The app I’m working on is completely open-source, so when I started building realtime functionality between users, I wanted to think extra hard about how it should look. After all, the future of web applications is multiplayer. When I open Lyft, I see cute little cars driving around a map; when I open Slack, I get a realtime conversation with push notifications; and when I proofread a Medium article at the same time as a friend… Medium takes a crap and makes me want to swear off this stupid website for good (seriously, it’s 2016 and you’re gonna pop up a modal that I have to close via mouse click just because someone else added a comma in a 3000 word story?). That last example just drives the point home: multiplayer is no longer a feature, it’s expected.

The Current State

So what makes subscriptions so darn difficult?

  • Multiple States: A websocket couples the client to a server, meaning your DB isn’t the only source of state anymore
  • Push notifications: All mutations must flow through a message queue so other clients who care about that mutation receive the update
  • Connectivity: A temporary disconnect could result in a missed document, causing sync issues among clients
  • Scalability: For performance, unions should generally avoided, which means streams are restricted to a single DB table
  • Relationships: Subscriptions provide a stream of nodes, but no relationships, making them promiscuous sluts that we should shame with a bell (that one’s for Crockford, you bastards #boycottNodevember).

And for all that headache, what do we get? A smaller payload, fewer redundant hits to the DB/cache, and an update that is marginally faster. Hardly seems worth it. Polling is easier to understand, easier to set up, and works for just about every use-case save chat rooms and games. So why even bother? Because web apps are games.

We’ve all taken the courses to stay competitive: Game Theory 101. Badges. Status bars. Friends. Points. Gamification works. The principles are sound, they’re in use today, but the infrastructure hasn’t caught up. A 5-second polling interval is like dry humping the server: it only feels like realtime until you’ve used a socket. For those dang millennials that grew up on broadband, it’s just an extra 4.7 seconds to lose interest.

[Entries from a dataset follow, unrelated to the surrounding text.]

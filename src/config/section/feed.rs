//! `[feed]` section configuration.
//!
//! ```toml
//! [feed]
//! generator = "permaroute"   # <generator> element
//! ttl = 60                   # Refresh hint in minutes
//! ```

use serde::{Deserialize, Serialize};

#[derive(Debug, Clone, PartialEq, Eq, Serialize, Deserialize)]
#[serde(default)]
pub struct FeedConfig {
    pub generator: String,
    pub ttl: u32,
}

impl Default for FeedConfig {
    fn default() -> Self {
        Self {
            generator: "permaroute".to_string(),
            ttl: 60,
        }
    }
}
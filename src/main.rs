//! Permaroute - resolve and canonicalize content paths from the command line.

use anyhow::Result;
use clap::{ColorChoice, Parser};
use permaroute::cli::{Cli, Commands, resolve::run_resolve, template::run_template};
use permaroute::logger;

#[tokio::main]
async fn main() -> Result<()> {
    let cli = Cli::parse();

    // Set global color override based on CLI option
    match cli.color {
        ColorChoice::Always => owo_colors::set_override(true),
        ColorChoice::Never => owo_colors::set_override(false),
        ColorChoice::Auto => {} // owo-colors auto-detects TTY
    }
    logger::set_verbose(cli.verbose);

    match &cli.command {
        Commands::Resolve { args } => run_resolve(&cli, args).await,
        Commands::Template { args } => run_template(args),
    }
}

And now they’re in the business world, wondering why your SaaS sucks.

Prior Art

No one knows how important gamification is more than Facebook. Chances are, you hate the product, yet can’t deny the high that a stupid red notification bubble gives you. Another hit is as easy as a witty comment or new photo, which earns more red bubbles for you and another penny in ad revenue for them.

The engineers behind Facebook are some of the smartest in the industry, which is hugely apparent when you see their upcoming subscription strategy. Inside a standard GraphQL query, they mark certain fields with @live, which gives that field realtime super powers. The best of both worlds.

When I first saw that, I had to have my own @live directive. Then, when I saw a teaser for the upcoming Relay 2.0, which looks fantastic and squelches half of my complaints with the current Relay API, I got bummed because it didn’t even mention subscriptions.

After all, the biggest problem with subscriptions isn’t the data transport (GraphQL) it’s how they’re patched together on the client. Chances are, many queries will rely on data coming from a single subscription. That stream of data is going to be sorted, filtered, and map-reduced in a unique way for each query. Maybe subscribing to a team also triggers a subscribe to each team member, bringing back the n+1 problem that GraphQL so eloquently laid to rest. Some of that subscription data might even overwrite queried data, meaning we’ll need to normalize it and invalidate the queries that depended on it. Other data might be ephemeral, such as a connection’s socketId and the userId attached to it. Combining socket state with DB data isn’t some esoteric exercise in pedagogy; it’s as simple as the green “online” badge next to your friend’s face.

The Architecture

So you know subscriptions are gonna cause some headaches, but decided that a realtime app is business critical. Good on ya. So how do you start?

The solution I have in production today looks something like this:

Truly, this isn’t too different from your basic modern web app. Spin up a websocket server, back it with a message queue, and call it a day. The websocket server should handle auth (like a JWT) so validating permissions is synchronous and fast. SocketCluster even offers a built-in message queue that manages subscriptions and scaling for you. This is great for ephemeral data, since I can publish an “I’m online!message to my team channel directly from my GraphQL mutation. I could mitigate GraphQL all together here and go straight to the message queue, but having a schema for ephemeral data is well worth the cost & there are smarter ways to optimize.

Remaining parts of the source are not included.